Your assignment: Your job is to print the listing exactly.

Records to use:
//! Monthly return tables: the cross-year average row and the raw
//! month-by-year grid (months as rows, newest year first, scrolls sideways).

use ratatui::{
    buffer::Buffer,
    layout::{Constraint, Rect},
    style::{Modifier, Style},
    text::Line,
    widgets::{Block, Borders, Cell, Row, Table, Widget},
};

use seasonlab_core::seasonality::{MonthlySummary, MonthlyTable, MONTHS};

use crate::theme::Theme;

const LABEL_WIDTH: u16 = 9;
const CELL_WIDTH: u16 = 7;
const YEAR_WIDTH: u16 = 7;

fn widths() -> Vec<Constraint> {
    std::iter::once(Constraint::Length(LABEL_WIDTH))
        .chain(std::iter::repeat(Constraint::Length(CELL_WIDTH)).take(12))
        .collect()
}

fn header(theme: &Theme) -> Row<'static> {
    let style = Style::default()
        .fg(theme.text_secondary)
        .add_modifier(Modifier::BOLD);
    Row::new(
        std::iter::once(Cell::from(""))
            .chain(MONTHS.iter().map(|m| Cell::from(Line::from(*m).right_aligned()))),
    )
    .style(style)
}

fn value_cell(value: Option<f64>, theme: &Theme) -> Cell<'static> {
    match value {
        Some(v) => Cell::from(Line::from(format!("{v:.2}")).right_aligned())
            .style(Style::default().fg(theme.pnl_color(v))),
        None => Cell::from(Line::from("-").right_aligned()).style(theme.muted()),
    }
}

fn value_row(label: String, values: &[Option<f64>; 12], theme: &Theme) -> Row<'static> {
    Row::new(
        std::iter::once(Cell::from(label).style(Style::default().fg(theme.text_primary)))
            .chain(values.iter().map(|v| value_cell(*v, theme))),
    )
}

/// One row: the mean of each month across all years.
pub struct SummaryTable<'a> {
    summary: &'a MonthlySummary,
    theme: &'a Theme,
}

impl<'a> SummaryTable<'a> {
    pub fn new(summary: &'a MonthlySummary, theme: &'a Theme) -> Self {
        Self { summary, theme }
    }
}

impl Widget for SummaryTable<'_> {
    fn render(self, area: Rect, buf: &mut Buffer) {
        let row = value_row(
            self.summary.label.to_string(),
            &self.summary.values,
            self.theme,
        );
        let table = Table::new(vec![row], widths())
            .header(header(self.theme))
            .block(
                Block::default()
                    .title(" Monthly average ")
                    .borders(Borders::ALL)
                    .border_style(self.theme.muted()),
            );
        Widget::render(table, area, buf);
    }
}

/// Sum of daily returns per month and year, in percent. One row per month;
/// year columns start at the newest year, shifted by `offset`.
pub struct RawReturnsTable<'a> {
    table: &'a MonthlyTable,
    offset: usize,
    theme: &'a Theme,
}

impl<'a> RawReturnsTable<'a> {
    pub fn new(table: &'a MonthlyTable, offset: usize, theme: &'a Theme) -> Self {
        Self {
            table,
            offset,
            theme,
        }
    }

    /// How many year columns fit in `width` cells, borders included.
    pub fn columns_for_width(width: u16) -> usize {
        let inner = width.saturating_sub(2 + LABEL_WIDTH);
        (inner / (YEAR_WIDTH + 1)) as usize
    }

    /// Year columns in display order, starting at the offset.
    pub fn visible_years(&self, max: usize) -> Vec<i32> {
        self.table
            .years_desc()
            .into_iter()
            .skip(self.offset)
            .take(max)
            .collect()
    }
}

impl Widget for RawReturnsTable<'_> {
    fn render(self, area: Rect, buf: &mut Buffer) {
        let total = self.table.year_count();
        let years = self.visible_years(Self::columns_for_width(area.width));

        let header = Row::new(
            std::iter::once(Cell::from("")).chain(
                years
                    .iter()
                    .map(|y| Cell::from(Line::from(y.to_string()).right_aligned())),
            ),
        )
        .style(
            Style::default()
                .fg(self.theme.text_secondary)
                .add_modifier(Modifier::BOLD),
        );

        let rows: Vec<Row> = MONTHS
            .iter()
            .enumerate()
            .map(|(idx, name)| {
                let values = self.table.month_row(idx as u32 + 1);
                Row::new(
                    std::iter::once(
                        Cell::from(*name).style(Style::default().fg(self.theme.text_primary)),
                    )
                    .chain(
                        values
                            .into_iter()
                            .skip(self.offset)
                            .take(years.len())
                            .map(|(_, v)| value_cell(v, self.theme)),
                    ),
                )
            })
            .collect();

        let widths: Vec<Constraint> = std::iter::once(Constraint::Length(LABEL_WIDTH))
            .chain(std::iter::repeat(Constraint::Length(YEAR_WIDTH)).take(years.len()))
            .collect();

        let title = format!(
            " Monthly returns (%) {}-{} of {} years ←/→ ",
            (self.offset + 1).min(total),
            self.offset + years.len(),
            total
        );
        let table = Table::new(rows, widths).header(header).block(
            Block::default()
                .title(title)
                .borders(Borders::ALL)
                .border_style(self.theme.muted()),
        );
        Widget::render(table, area, buf);
    }
}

Written answer:
//! Monthly return tables: the cross-year average row and the raw
//! month-by-year grid (months as rows, newest year first, scrolls sideways).

use ratatui::{
    buffer::Buffer,
    layout::{Constraint, Rect},
    style::{Modifier, Style},
    text::Line,
    widgets::{Block, Borders, Cell, Row, Table, Widget},
};

use seasonlab_core::seasonality::{MonthlySummary, MonthlyTable, MONTHS};

use crate::theme::Theme;

const LABEL_WIDTH: u16 = 9;
const CELL_WIDTH: u16 = 7;
const YEAR_WIDTH: u16 = 7;

fn widths() -> Vec<Constraint> {
    std::iter::once(Constraint::Length(LABEL_WIDTH))
        .chain(std::iter::repeat(Constraint::Length(CELL_WIDTH)).take(12))
        .collect()
}

fn header(theme: &Theme) -> Row<'static> {
    let style = Style::default()
        .fg(theme.text_secondary)
        .add_modifier(Modifier::BOLD);
    Row::new(
        std::iter::once(Cell::from(""))
            .chain(MONTHS.iter().map(|m| Cell::from(Line::from(*m).right_aligned()))),
    )
    .style(style)
}

fn value_cell(value: Option<f64>, theme: &Theme) -> Cell<'static> {
    match value {
        Some(v) => Cell::from(Line::from(format!("{v:.2}")).right_aligned())
            .style(Style::default().fg(theme.pnl_color(v))),
        None => Cell::from(Line::from("-").right_aligned()).style(theme.muted()),
    }
}

fn value_row(label: String, values: &[Option<f64>; 12], theme: &Theme) -> Row<'static> {
    Row::new(
        std::iter::once(Cell::from(label).style(Style::default().fg(theme.text_primary)))
            .chain(values.iter().map(|v| value_cell(*v, theme))),
    )
}

/// One row: the mean of each month across all years.
pub struct SummaryTable<'a> {
    summary: &'a MonthlySummary,
    theme: &'a Theme,
}

impl<'a> SummaryTable<'a> {
    pub fn new(summary: &'a MonthlySummary, theme: &'a Theme) -> Self {
        Self { summary, theme }
    }
}

impl Widget for SummaryTable<'_> {
    fn render(self, area: Rect, buf: &mut Buffer) {
        let row = value_row(
            self.summary.label.to_string(),
            &self.summary.values,
            self.theme,
        );
        let table = Table::new(vec![row], widths())
            .header(header(self.theme))
            .block(
                Block::default()
                    .title(" Monthly average ")
                    .borders(Borders::ALL)
                    .border_style(self.theme.muted()),
            );
        Widget::render(table, area, buf);
    }
}

/// Sum of daily returns per month and year, in percent. One row per month;
/// year columns start at the newest year, shifted by `offset`.
pub struct RawReturnsTable<'a> {
    table: &'a MonthlyTable,
    offset: usize,
    theme: &'a Theme,
}

impl<'a> RawReturnsTable<'a> {
    pub fn new(table: &'a MonthlyTable, offset: usize, theme: &'a Theme) -> Self {
        Self {
            table,
            offset,
            theme,
        }
    }

    /// How many year columns fit in `width` cells, borders included.
    pub fn columns_for_width(width: u16) -> usize {
        let inner = width.saturating_sub(2 + LABEL_WIDTH);
        (inner / (YEAR_WIDTH + 1)) as usize
    }

    /// Year columns in display order, starting at the offset.
    pub fn visible_years(&self, max: usize) -> Vec<i32> {
        self.table
            .years_desc()
            .into_iter()
            .skip(self.offset)
            .take(max)
            .collect()
    }
}

impl Widget for RawReturnsTable<'_> {
    fn render(self, area: Rect, buf: &mut Buffer) {
        let total = self.table.year_count();
        let years = self.visible_years(Self::columns_for_width(area.width));

        let header = Row::new(
            std::iter::once(Cell::from("")).chain(
                years
                    .iter()
                    .map(|y| Cell::from(Line::from(y.to_string()).right_aligned())),
            ),
        )
        .style(
            Style::default()
                .fg(self.theme.text_secondary)
                .add_modifier(Modifier::BOLD),
        );

        let rows: Vec<Row> = MONTHS
            .iter()
            .enumerate()
            .map(|(idx, name)| {
                let values = self.table.month_row(idx as u32 + 1);
                Row::new(
                    std::iter::once(
                        Cell::from(*name).style(Style::default().fg(self.theme.text_primary)),
                    )
                    .chain(
                        values
                            .into_iter()
                            .skip(self.offset)
                            .take(years.len())
                            .map(|(_, v)| value_cell(v, self.theme)),
                    ),
                )
            })
            .collect();

        let widths: Vec<Constraint> = std::iter::once(Constraint::Length(LABEL_WIDTH))
            .chain(std::iter::repeat(Constraint::Length(YEAR_WIDTH)).take(years.len()))
            .collect();

        let title = format!(
            " Monthly returns (%) {}-{} of {} years ←/→ ",
            (self.offset + 1).min(total),
            self.offset + years.len(),
            total
        );
        let table = Table::new(rows, widths).header(header).block(
            Block::default()
                .title(title)
                .borders(Borders::ALL)
                .border_style(self.theme.muted()),
        );
        Widget::render(table, area, buf);
    }
}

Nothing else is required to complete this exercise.